Information provided

● ● ●

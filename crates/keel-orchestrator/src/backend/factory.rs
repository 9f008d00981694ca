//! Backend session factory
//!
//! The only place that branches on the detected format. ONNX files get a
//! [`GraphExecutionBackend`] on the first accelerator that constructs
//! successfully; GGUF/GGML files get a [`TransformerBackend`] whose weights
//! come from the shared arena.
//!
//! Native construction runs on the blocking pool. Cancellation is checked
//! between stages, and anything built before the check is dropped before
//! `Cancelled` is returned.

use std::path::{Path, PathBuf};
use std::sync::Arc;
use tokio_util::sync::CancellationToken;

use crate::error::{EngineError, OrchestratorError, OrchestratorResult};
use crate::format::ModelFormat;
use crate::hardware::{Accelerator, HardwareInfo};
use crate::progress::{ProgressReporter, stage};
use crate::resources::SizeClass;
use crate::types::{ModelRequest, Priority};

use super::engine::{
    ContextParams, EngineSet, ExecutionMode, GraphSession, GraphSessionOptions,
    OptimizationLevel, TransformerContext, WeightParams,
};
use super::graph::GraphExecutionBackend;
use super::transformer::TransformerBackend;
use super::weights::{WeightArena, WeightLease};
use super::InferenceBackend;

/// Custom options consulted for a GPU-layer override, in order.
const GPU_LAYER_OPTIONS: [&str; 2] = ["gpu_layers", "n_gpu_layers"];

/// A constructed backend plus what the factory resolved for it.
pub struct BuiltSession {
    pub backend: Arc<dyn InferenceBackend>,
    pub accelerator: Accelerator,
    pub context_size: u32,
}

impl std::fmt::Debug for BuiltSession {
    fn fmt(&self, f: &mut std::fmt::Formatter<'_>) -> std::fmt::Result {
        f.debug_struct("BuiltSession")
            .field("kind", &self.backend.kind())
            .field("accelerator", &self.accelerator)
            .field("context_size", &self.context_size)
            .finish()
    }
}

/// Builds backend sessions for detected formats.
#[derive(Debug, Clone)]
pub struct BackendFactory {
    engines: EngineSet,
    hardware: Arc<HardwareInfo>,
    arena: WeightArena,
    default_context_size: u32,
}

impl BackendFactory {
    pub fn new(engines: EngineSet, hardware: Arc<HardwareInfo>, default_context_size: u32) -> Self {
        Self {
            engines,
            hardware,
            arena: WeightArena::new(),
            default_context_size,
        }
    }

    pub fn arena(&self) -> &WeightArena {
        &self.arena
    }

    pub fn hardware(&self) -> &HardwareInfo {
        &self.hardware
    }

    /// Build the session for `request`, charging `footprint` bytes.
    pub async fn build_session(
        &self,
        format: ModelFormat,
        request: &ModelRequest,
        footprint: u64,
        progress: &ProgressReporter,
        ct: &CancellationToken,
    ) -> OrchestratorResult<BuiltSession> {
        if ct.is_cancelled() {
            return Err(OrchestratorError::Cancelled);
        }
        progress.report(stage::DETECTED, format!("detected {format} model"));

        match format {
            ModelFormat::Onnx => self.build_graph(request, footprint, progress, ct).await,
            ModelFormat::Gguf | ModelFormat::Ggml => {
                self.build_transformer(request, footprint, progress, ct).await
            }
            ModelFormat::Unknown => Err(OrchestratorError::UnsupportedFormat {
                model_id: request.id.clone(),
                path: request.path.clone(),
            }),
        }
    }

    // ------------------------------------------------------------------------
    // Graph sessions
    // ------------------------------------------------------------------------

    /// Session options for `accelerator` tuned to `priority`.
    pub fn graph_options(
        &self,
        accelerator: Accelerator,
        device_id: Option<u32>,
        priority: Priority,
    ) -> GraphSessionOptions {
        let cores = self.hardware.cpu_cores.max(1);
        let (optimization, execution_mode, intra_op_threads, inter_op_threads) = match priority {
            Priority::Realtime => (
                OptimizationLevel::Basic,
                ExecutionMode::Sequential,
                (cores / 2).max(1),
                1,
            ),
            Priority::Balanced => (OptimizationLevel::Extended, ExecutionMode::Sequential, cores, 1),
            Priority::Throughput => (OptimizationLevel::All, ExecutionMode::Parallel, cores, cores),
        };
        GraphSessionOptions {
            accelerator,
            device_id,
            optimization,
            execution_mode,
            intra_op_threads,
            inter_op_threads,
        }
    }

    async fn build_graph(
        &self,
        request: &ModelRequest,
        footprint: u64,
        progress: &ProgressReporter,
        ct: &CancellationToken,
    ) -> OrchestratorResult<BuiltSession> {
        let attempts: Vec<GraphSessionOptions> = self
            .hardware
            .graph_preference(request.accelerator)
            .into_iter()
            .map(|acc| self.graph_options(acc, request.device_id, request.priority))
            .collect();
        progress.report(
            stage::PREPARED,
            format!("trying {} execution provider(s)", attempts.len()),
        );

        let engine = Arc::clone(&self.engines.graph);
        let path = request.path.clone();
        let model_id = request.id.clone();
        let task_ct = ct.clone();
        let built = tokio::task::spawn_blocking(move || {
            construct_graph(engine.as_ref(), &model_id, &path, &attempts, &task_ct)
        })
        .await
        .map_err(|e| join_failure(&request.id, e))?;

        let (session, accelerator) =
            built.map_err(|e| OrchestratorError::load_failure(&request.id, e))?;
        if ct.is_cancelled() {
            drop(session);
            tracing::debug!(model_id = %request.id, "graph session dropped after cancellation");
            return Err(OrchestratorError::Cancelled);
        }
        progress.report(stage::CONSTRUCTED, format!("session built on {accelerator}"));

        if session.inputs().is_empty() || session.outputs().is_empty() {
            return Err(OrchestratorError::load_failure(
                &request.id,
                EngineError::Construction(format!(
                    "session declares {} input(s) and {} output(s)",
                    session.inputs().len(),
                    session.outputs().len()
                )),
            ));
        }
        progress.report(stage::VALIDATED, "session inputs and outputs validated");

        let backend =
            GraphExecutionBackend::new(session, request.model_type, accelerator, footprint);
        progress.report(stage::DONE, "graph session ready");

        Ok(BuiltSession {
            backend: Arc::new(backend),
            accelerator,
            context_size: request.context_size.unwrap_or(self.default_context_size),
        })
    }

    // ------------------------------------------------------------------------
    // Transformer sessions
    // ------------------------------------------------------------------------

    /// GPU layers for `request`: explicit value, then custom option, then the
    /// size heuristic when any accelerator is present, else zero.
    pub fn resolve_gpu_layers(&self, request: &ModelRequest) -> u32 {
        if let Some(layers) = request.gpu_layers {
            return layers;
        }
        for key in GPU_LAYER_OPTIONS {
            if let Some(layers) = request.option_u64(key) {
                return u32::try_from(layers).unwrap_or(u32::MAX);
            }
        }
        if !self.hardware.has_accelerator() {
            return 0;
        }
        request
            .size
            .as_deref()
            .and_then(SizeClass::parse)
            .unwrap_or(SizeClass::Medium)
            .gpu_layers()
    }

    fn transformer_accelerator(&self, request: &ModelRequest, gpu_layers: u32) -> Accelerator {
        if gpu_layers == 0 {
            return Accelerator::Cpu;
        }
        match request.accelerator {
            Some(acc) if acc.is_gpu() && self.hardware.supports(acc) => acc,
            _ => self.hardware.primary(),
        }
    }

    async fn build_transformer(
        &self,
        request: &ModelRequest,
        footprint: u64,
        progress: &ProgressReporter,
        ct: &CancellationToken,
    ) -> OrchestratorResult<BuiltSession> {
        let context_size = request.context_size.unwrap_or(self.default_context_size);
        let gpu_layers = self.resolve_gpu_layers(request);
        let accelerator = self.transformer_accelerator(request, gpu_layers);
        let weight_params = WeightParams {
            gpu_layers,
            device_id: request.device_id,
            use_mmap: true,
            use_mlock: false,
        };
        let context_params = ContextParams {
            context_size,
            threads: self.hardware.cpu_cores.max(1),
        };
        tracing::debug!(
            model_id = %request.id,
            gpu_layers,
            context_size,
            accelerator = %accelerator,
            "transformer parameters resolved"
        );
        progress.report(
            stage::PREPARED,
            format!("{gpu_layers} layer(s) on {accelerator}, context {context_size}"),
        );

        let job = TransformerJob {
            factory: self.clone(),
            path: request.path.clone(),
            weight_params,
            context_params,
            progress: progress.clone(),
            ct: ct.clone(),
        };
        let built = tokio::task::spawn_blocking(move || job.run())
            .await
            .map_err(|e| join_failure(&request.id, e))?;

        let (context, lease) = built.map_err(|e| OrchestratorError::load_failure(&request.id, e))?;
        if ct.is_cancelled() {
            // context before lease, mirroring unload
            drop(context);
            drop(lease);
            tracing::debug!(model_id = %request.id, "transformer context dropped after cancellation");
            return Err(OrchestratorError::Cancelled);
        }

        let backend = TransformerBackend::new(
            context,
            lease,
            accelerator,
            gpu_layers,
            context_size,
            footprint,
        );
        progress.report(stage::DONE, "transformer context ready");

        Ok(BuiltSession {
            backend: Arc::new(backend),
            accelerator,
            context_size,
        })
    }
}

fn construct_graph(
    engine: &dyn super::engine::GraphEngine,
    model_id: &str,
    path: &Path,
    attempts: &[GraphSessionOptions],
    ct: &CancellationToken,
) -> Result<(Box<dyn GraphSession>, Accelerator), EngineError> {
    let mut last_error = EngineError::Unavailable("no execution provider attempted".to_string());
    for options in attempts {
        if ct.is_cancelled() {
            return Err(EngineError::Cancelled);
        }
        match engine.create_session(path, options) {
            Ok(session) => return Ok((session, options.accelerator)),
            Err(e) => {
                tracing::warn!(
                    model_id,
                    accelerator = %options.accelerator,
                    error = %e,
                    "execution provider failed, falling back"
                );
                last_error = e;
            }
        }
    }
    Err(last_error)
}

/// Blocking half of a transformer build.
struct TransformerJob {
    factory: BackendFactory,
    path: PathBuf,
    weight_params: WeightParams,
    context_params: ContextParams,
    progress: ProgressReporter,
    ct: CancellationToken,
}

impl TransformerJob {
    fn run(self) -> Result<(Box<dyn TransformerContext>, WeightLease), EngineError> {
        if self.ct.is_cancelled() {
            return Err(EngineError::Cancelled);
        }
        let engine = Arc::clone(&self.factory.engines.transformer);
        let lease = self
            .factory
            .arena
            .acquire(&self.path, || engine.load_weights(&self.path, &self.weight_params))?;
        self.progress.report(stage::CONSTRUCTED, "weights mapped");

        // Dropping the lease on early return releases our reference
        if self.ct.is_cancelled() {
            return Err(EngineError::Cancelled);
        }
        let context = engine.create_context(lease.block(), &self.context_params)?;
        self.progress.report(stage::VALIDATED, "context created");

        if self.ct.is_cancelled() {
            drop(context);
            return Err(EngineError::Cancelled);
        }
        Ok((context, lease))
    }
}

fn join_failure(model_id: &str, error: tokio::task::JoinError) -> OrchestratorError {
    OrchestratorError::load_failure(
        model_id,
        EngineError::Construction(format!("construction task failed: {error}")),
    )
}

● ● ●

What the exercise asks
Start with the line above that contains "ONNX files get a" and end with the line that contains "use super::InferenceBackend;". Write out those lines exactly, and only those.

Response
//! The only place that branches on the detected format. ONNX files get a
//! [`GraphExecutionBackend`] on the first accelerator that constructs
//! successfully; GGUF/GGML files get a [`TransformerBackend`] whose weights
//! come from the shared arena.
//!
//! Native construction runs on the blocking pool. Cancellation is checked
//! between stages, and anything built before the check is dropped before
//! `Cancelled` is returned.

use std::path::{Path, PathBuf};
use std::sync::Arc;
use tokio_util::sync::CancellationToken;

use crate::error::{EngineError, OrchestratorError, OrchestratorResult};
use crate::format::ModelFormat;
use crate::hardware::{Accelerator, HardwareInfo};
use crate::progress::{ProgressReporter, stage};
use crate::resources::SizeClass;
use crate::types::{ModelRequest, Priority};

use super::engine::{
    ContextParams, EngineSet, ExecutionMode, GraphSession, GraphSessionOptions,
    OptimizationLevel, TransformerContext, WeightParams,
};
use super::graph::GraphExecutionBackend;
use super::transformer::TransformerBackend;
use super::weights::{WeightArena, WeightLease};
use super::InferenceBackend;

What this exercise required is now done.